In the meantime, the Trump Train roles on. Those who didn’t believe that his antics would continue to play a role on the electoral stage have been disproven over and over again. Through it all, I choose to maintain my disbelief, though my faith that more rational heads will prevail occasionally finds itself on shaky grounds. In the meantime, I’m choosing to be thankful for our (relatively) low-key processes and politicians we have here at home. But I believe they deserve some spotlight too.

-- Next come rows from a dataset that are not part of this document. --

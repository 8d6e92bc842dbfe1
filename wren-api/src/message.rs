//! # Actor Message System
//!
//! Messages are ordinary Rust values. Each message type names the type of
//! its response through [`Message::Result`], so a request is typed end to
//! end: the caller gets back exactly what the handler produced.
//!
//! At runtime a message is identified by its [`Shape`], a `TypeId` paired
//! with a readable name. Behaviors dispatch on shapes, and interfaces are
//! sets of shapes.
//!
//! ## Usage Example
//!
//! ```rust
//! use wren_api::Message;
//!
//! #[derive(Message)]
//! #[message(result = "String")]
//! struct Reverse(String);
//!
//! assert_eq!(<Reverse as Message>::name(), "Reverse");
//! ```

use std::any::TypeId;
use std::fmt;
use std::hash::{Hash, Hasher};

/// Core trait for defining actor messages.
///
/// Usually derived with `#[derive(Message)]`. Implement it by hand when
/// the derive's attribute syntax is not enough:
///
/// ```rust
/// use wren_api::Message;
///
/// struct Add(i32, i32);
///
/// impl Message for Add {
///     type Result = i32;
/// }
/// ```
pub trait Message: Send + 'static {
    /// Type produced by the handler and delivered to the requester.
    type Result: Send + 'static;

    /// Human-readable name used in logs and errors.
    fn name() -> &'static str {
        std::any::type_name::<Self>()
    }
}

/// Runtime tag of a message type.
///
/// Equality and hashing only look at the `TypeId`; the name is carried
/// for diagnostics.
#[derive(Clone, Copy)]
pub struct Shape {
    id: TypeId,
    name: &'static str,
}

impl Shape {
    pub fn of<M: Message>() -> Self {
        Shape {
            id: TypeId::of::<M>(),
            name: M::name(),
        }
    }

    pub fn type_id(&self) -> TypeId {
        self.id
    }

    pub fn name(&self) -> &'static str {
        self.name
    }
}

impl PartialEq for Shape {
    fn eq(&self, other: &Self) -> bool {
        self.id == other.id
    }
}

impl Eq for Shape {}

impl Hash for Shape {
    fn hash<H: Hasher>(&self, state: &mut H) {
        self.id.hash(state);
    }
}

impl fmt::Debug for Shape {
    fn fmt(&self, f: &mut fmt::Formatter<'_>) -> fmt::Result {
        write!(f, "Shape({})", self.name)
    }
}

impl fmt::Display for Shape {
    fn fmt(&self, f: &mut fmt::Formatter<'_>) -> fmt::Result {
        f.write_str(self.name)
    }
}
//! # Scheduler
//!
//! Actors do not own threads. An actor with work is put on the
//! [`ReadyQueue`](queue::ReadyQueue) once; a worker pops it and runs exactly
//! one step: one handler, one continuation or one control message. If more
//! work is ready the actor goes back to the tail of the queue, so busy
//! actors take turns.
//!
//! ## Exclusivity
//! The cell's `scheduled` flag is taken with a compare-and-swap before an
//! actor is queued and released after its step. Only the holder of the
//! flag touches the actor, so handlers never run concurrently for one
//! actor and the per-cell processor mutex is never contended.
//!
//! ## Starvation
//! Execution is cooperative. A handler that blocks or computes for a long
//! time holds its worker for the whole duration; with every worker busy
//! that way, no other actor makes progress. Long work belongs on a thread
//! of its own, answered through a response promise.

pub(crate) mod queue;
pub(crate) mod worker;

use std::any::Any;
use std::panic::{self, AssertUnwindSafe};
use std::sync::Arc;

use tracing::trace;
use wren_api::{ActorId, ExitReason};

use crate::actor_span;
use crate::log_error;
use crate::processor::{Cleanup, Step};
use crate::sync::lock;
use crate::system::SystemInner;

/// Runs one step of actor `id`. The caller must hold its scheduling claim,
/// which the step either hands back to the queue or releases.
pub(crate) fn run_step(system: &Arc<SystemInner>, id: ActorId) {
    let Some(cell) = system.cell(id) else {
        // Removed by an immediate shutdown.
        return;
    };
    let span = actor_span!(&*cell.name, id.as_u64());
    let _enter = span.enter();

    let mut slot = lock(&cell.processor);
    let Some(processor) = slot.as_mut() else {
        return;
    };

    let outcome = panic::catch_unwind(AssertUnwindSafe(|| processor.step(&cell.mailbox)));
    let exit = match outcome {
        Ok(Step::Stop(reason)) => Some(reason),
        Ok(Step::Ran) | Ok(Step::Idle) => None,
        Err(payload) => {
            let message = panic_message(payload.as_ref());
            log_error!(message, actor = %id, "handler panicked");
            Some(ExitReason::Panicked(message))
        }
    };

    match exit {
        Some(reason) => {
            let processor = slot.take();
            drop(slot);
            if let Some(processor) = processor {
                system.terminate(&cell, processor, reason, Cleanup::Graceful);
            }
            // The claim dies with the actor.
            system.claim_finished();
        }
        None => {
            let more = processor.has_ready_work(&cell.mailbox);
            drop(slot);
            trace!(more, "step finished");
            system.reschedule(&cell, more);
        }
    }
}

/// Readable text of a panic payload.
pub(crate) fn panic_message(payload: &(dyn Any + Send)) -> String {
    if let Some(text) = payload.downcast_ref::<&str>() {
        (*text).to_string()
    } else if let Some(text) = payload.downcast_ref::<String>() {
        text.clone()
    } else {
        "non-string panic payload".to_string()
    }
}

#[cfg(test)]
mod tests {
    use super::*;

    #[test]
    fn test_panic_message_extracts_strings() {
        let payload = panic::catch_unwind(|| panic!("boom")).unwrap_err();
        assert_eq!(panic_message(payload.as_ref()), "boom");

        let payload = panic::catch_unwind(|| panic!("count {}", 3)).unwrap_err();
        assert_eq!(panic_message(payload.as_ref()), "count 3");

        let payload = panic::catch_unwind(|| std::panic::panic_any(7u8)).unwrap_err();
        assert_eq!(panic_message(payload.as_ref()), "non-string panic payload");
    }
}
//! Derive macros for `wren-api`.

use proc_macro::TokenStream;

mod common;
mod message;

/// Derives `wren_api::Message`.
///
/// The response type defaults to `()` and the reported name to the type's
/// identifier. Both can be set with the `message` attribute:
///
/// ```rust
/// # use wren_api::Message;
/// #[derive(Message)]
/// #[message(result = "Option<String>")]
/// struct Lookup {
///     key: String,
/// }
///
/// #[derive(Message)]
/// #[message(result = "u32", name = "get_edges")]
/// struct GetEdges;
///
/// assert_eq!(<GetEdges as Message>::name(), "get_edges");
/// ```
///
/// Works for structs and enums; unions are rejected.
#[proc_macro_derive(Message, attributes(message))]
pub fn derive_message(input: TokenStream) -> TokenStream {
    message::derive_message_impl(input)
}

Serendipitously, I’m attending Springtide Collective’s Nova Scotia Better Politics Awards on March 8. The Springtide Collective (full disclosure, I’m on the board and co-chairing the awards) is an organization dedicated to making democracy better in Nova Scotia through education, research and public engagement. And the Better Politics Awards is an event designed to celebrate people who demonstrate the dedication, determination and ability to think outside the box to make our democracy the best it can be. Our provincial MLAs vote for their peers, within and cross-parties, and members of the public are nominated for their roles as public servants or for their advocacy work.
Last year was the inaugural event. As with any new venture, we were thrilled that people participated and supported the Awards. My personal highlight came at the end of the evening. After we had gathered award recipients together for a group photo, I noticed two MLAs from different parties calling to each other as they left. Their exchange boiled down to, “You have my cell number now, right? Give me a call so we can talk more.” It is this kind of action that these Awards celebrate. People working together, no matter their party or position, to improve their community, region, province or country.
While it’s entertaining (in an often terrifying way) to watch the circus that is the nomination process in the US, let’s take it as inspiration to acknowledge, embrace, and improve on our own democracy. Engage in a conversation, celebrate someone working hard, and if you see an area that could improve, speak up. It’s more important than ever that we stay alert, work together, and encourage action.
And who knows, we may have a new batch of neighbours to welcome come November 2016.